» **Supplied entries**:
:::

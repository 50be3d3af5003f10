//! Row-level persistence. Every lookup that reaches tenant data takes the
//! institution id and filters by it; callers never see cross-tenant rows.

pub mod directory;
pub mod learnings;
pub mod templates;
pub mod valuations;

use rusqlite::{params_from_iter, Connection};
use std::collections::HashMap;

pub fn now_rfc3339() -> String {
    chrono::Utc::now().to_rfc3339_opts(chrono::SecondsFormat::Millis, true)
}

pub fn new_id() -> String {
    uuid::Uuid::new_v4().to_string()
}

/// Batch fetch `id -> column` for a set of ids. `select` must be
/// `SELECT id, <col> FROM <table>`; the IN clause is appended here.
pub(crate) fn lookup_by_ids(
    conn: &Connection,
    select: &str,
    ids: &[&str],
) -> rusqlite::Result<HashMap<String, String>> {
    let mut out = HashMap::new();
    if ids.is_empty() {
        return Ok(out);
    }
    let mut unique: Vec<&str> = ids.to_vec();
    unique.sort_unstable();
    unique.dedup();

    let placeholders = vec!["?"; unique.len()].join(", ");
    let sql = format!("{} WHERE id IN ({})", select, placeholders);
    let mut stmt = conn.prepare(&sql)?;
    let rows = stmt.query_map(params_from_iter(unique.iter()), |r| {
        Ok((r.get::<_, String>(0)?, r.get::<_, String>(1)?))
    })?;
    for row in rows {
        let (id, value) = row?;
        out.insert(id, value);
    }
    Ok(out)
}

:::

» **Your assignment**:
From the data above, output only the lines between the line containing "data takes the" and the line containing "pub fn now_rfc3339()", inclusive, exactly as written.

» **Final answer**:
//! Row-level persistence. Every lookup that reaches tenant data takes the
//! institution id and filters by it; callers never see cross-tenant rows.

pub mod directory;
pub mod learnings;
pub mod templates;
pub mod valuations;

use rusqlite::{params_from_iter, Connection};
use std::collections::HashMap;

pub fn now_rfc3339() -> String {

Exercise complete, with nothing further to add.